YOUR GOAL:
Exactly as written, set down every entry once more.

PROVIDED INFORMATION:
..............................

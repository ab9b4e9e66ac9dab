use chrono::Utc;
use rusqlite::{Connection, OptionalExtension, Row, params};
use tracing::info;

use super::issues;
use super::models::{Analysis, AnalysisDetail, Project, ProjectDetail};
use crate::error::{Error, Result};
use crate::fetch::project_name;

fn project_from_row(row: &Row<'_>) -> rusqlite::Result<Project> {
    Ok(Project {
        id: row.get(0)?,
        name: row.get(1)?,
        repo_url: row.get(2)?,
        created_at: row.get(3)?,
    })
}

fn analysis_from_row(row: &Row<'_>) -> rusqlite::Result<Analysis> {
    Ok(Analysis {
        id: row.get(0)?,
        project_id: row.get(1)?,
        score: row.get(2)?,
        created_at: row.get(3)?,
    })
}

pub fn find(conn: &Connection, id: i64) -> Result<Option<Project>> {
    let project = conn
        .query_row(
            "SELECT id, name, repo_url, created_at FROM projects WHERE id = ?1",
            params![id],
            project_from_row,
        )
        .optional()?;
    Ok(project)
}

pub fn find_by_url(conn: &Connection, repo_url: &str) -> Result<Option<Project>> {
    let project = conn
        .query_row(
            "SELECT id, name, repo_url, created_at FROM projects WHERE repo_url = ?1",
            params![repo_url],
            project_from_row,
        )
        .optional()?;
    Ok(project)
}

/// Look up the project for `repo_url`, inserting it on first sight.
pub fn get_or_create(conn: &Connection, repo_url: &str) -> Result<Project> {
    if let Some(project) = find_by_url(conn, repo_url)? {
        return Ok(project);
    }
    let name = project_name(repo_url);
    let created_at = Utc::now();
    conn.execute(
        "INSERT INTO projects (name, repo_url, created_at) VALUES (?1, ?2, ?3)",
        params![name, repo_url, created_at],
    )?;
    let id = conn.last_insert_rowid();
    info!(id, name, "registered new project");
    Ok(Project {
        id,
        name,
        repo_url: repo_url.to_string(),
        created_at,
    })
}

pub fn list(conn: &Connection) -> Result<Vec<Project>> {
    let mut stmt = conn.prepare("SELECT id, name, repo_url, created_at FROM projects ORDER BY id")?;
    let projects = stmt
        .query_map([], project_from_row)?
        .collect::<rusqlite::Result<Vec<_>>>()?;
    Ok(projects)
}

pub fn insert_analysis(conn: &Connection, project_id: i64, score: f64) -> Result<Analysis> {
    let created_at = Utc::now();
    conn.execute(
        "INSERT INTO analyses (project_id, score, created_at) VALUES (?1, ?2, ?3)",
        params![project_id, score, created_at],
    )?;
    Ok(Analysis {
        id: conn.last_insert_rowid(),
        project_id,
        score,
        created_at,
    })
}

/// Analyses of a project, oldest first.
pub fn analyses(conn: &Connection, project_id: i64) -> Result<Vec<Analysis>> {
    let mut stmt = conn.prepare(
        "SELECT id, project_id, score, created_at FROM analyses
         WHERE project_id = ?1 ORDER BY created_at, id",
    )?;
    let analyses = stmt
        .query_map(params![project_id], analysis_from_row)?
        .collect::<rusqlite::Result<Vec<_>>>()?;
    Ok(analyses)
}

/// A project with every analysis and issue it owns.
pub fn detail(conn: &Connection, id: i64) -> Result<ProjectDetail> {
    let project = find(conn, id)?.ok_or_else(|| Error::not_found("project", id))?;
    let analyses = analyses(conn, id)?
        .into_iter()
        .map(|analysis| -> Result<AnalysisDetail> {
            let issues = issues::for_analysis(conn, analysis.id)?;
            Ok(AnalysisDetail { analysis, issues })
        })
        .collect::<Result<Vec<_>>>()?;
    Ok(ProjectDetail { project, analyses })
}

..............................

SOLUTION TO THIS PROBLEM:
repository ab9b4e9e66ac9dab
use chrono::Utc;
use rusqlite::{Connection, OptionalExtension, Row, params};
use tracing::info;

use super::issues;
use super::models::{Analysis, AnalysisDetail, Project, ProjectDetail};
use crate::error::{Error, Result};
use crate::fetch::project_name;

fn project_from_row(row: &Row<'_>) -> rusqlite::Result<Project> {
    Ok(Project {
        id: row.get(0)?,
        name: row.get(1)?,
        repo_url: row.get(2)?,
        created_at: row.get(3)?,
    })
}

fn analysis_from_row(row: &Row<'_>) -> rusqlite::Result<Analysis> {
    Ok(Analysis {
        id: row.get(0)?,
        project_id: row.get(1)?,
        score: row.get(2)?,
        created_at: row.get(3)?,
    })
}

pub fn find(conn: &Connection, id: i64) -> Result<Option<Project>> {
    let project = conn
        .query_row(
            "SELECT id, name, repo_url, created_at FROM projects WHERE id = ?1",
            params![id],
            project_from_row,
        )
        .optional()?;
    Ok(project)
}

pub fn find_by_url(conn: &Connection, repo_url: &str) -> Result<Option<Project>> {
    let project = conn
        .query_row(
            "SELECT id, name, repo_url, created_at FROM projects WHERE repo_url = ?1",
            params![repo_url],
            project_from_row,
        )
        .optional()?;
    Ok(project)
}

/// Look up the project for `repo_url`, inserting it on first sight.
pub fn get_or_create(conn: &Connection, repo_url: &str) -> Result<Project> {
    if let Some(project) = find_by_url(conn, repo_url)? {
        return Ok(project);
    }
    let name = project_name(repo_url);
    let created_at = Utc::now();
    conn.execute(
        "INSERT INTO projects (name, repo_url, created_at) VALUES (?1, ?2, ?3)",
        params![name, repo_url, created_at],
    )?;
    let id = conn.last_insert_rowid();
    info!(id, name, "registered new project");
    Ok(Project {
        id,
        name,
        repo_url: repo_url.to_string(),
        created_at,
    })
}

pub fn list(conn: &Connection) -> Result<Vec<Project>> {
    let mut stmt = conn.prepare("SELECT id, name, repo_url, created_at FROM projects ORDER BY id")?;
    let projects = stmt
        .query_map([], project_from_row)?
        .collect::<rusqlite::Result<Vec<_>>>()?;
    Ok(projects)
}

pub fn insert_analysis(conn: &Connection, project_id: i64, score: f64) -> Result<Analysis> {
    let created_at = Utc::now();
    conn.execute(
        "INSERT INTO analyses (project_id, score, created_at) VALUES (?1, ?2, ?3)",
        params![project_id, score, created_at],
    )?;
    Ok(Analysis {
        id: conn.last_insert_rowid(),
        project_id,
        score,
        created_at,
    })
}

/// Analyses of a project, oldest first.
pub fn analyses(conn: &Connection, project_id: i64) -> Result<Vec<Analysis>> {
    let mut stmt = conn.prepare(
        "SELECT id, project_id, score, created_at FROM analyses
         WHERE project_id = ?1 ORDER BY created_at, id",
    )?;
    let analyses = stmt
        .query_map(params![project_id], analysis_from_row)?
        .collect::<rusqlite::Result<Vec<_>>>()?;
    Ok(analyses)
}

/// A project with every analysis and issue it owns.
pub fn detail(conn: &Connection, id: i64) -> Result<ProjectDetail> {
    let project = find(conn, id)?.ok_or_else(|| Error::not_found("project", id))?;
    let analyses = analyses(conn, id)?
        .into_iter()
        .map(|analysis| -> Result<AnalysisDetail> {
            let issues = issues::for_analysis(conn, analysis.id)?;
            Ok(AnalysisDetail { analysis, issues })
        })
        .collect::<Result<Vec<_>>>()?;
    Ok(ProjectDetail { project, analyses })
}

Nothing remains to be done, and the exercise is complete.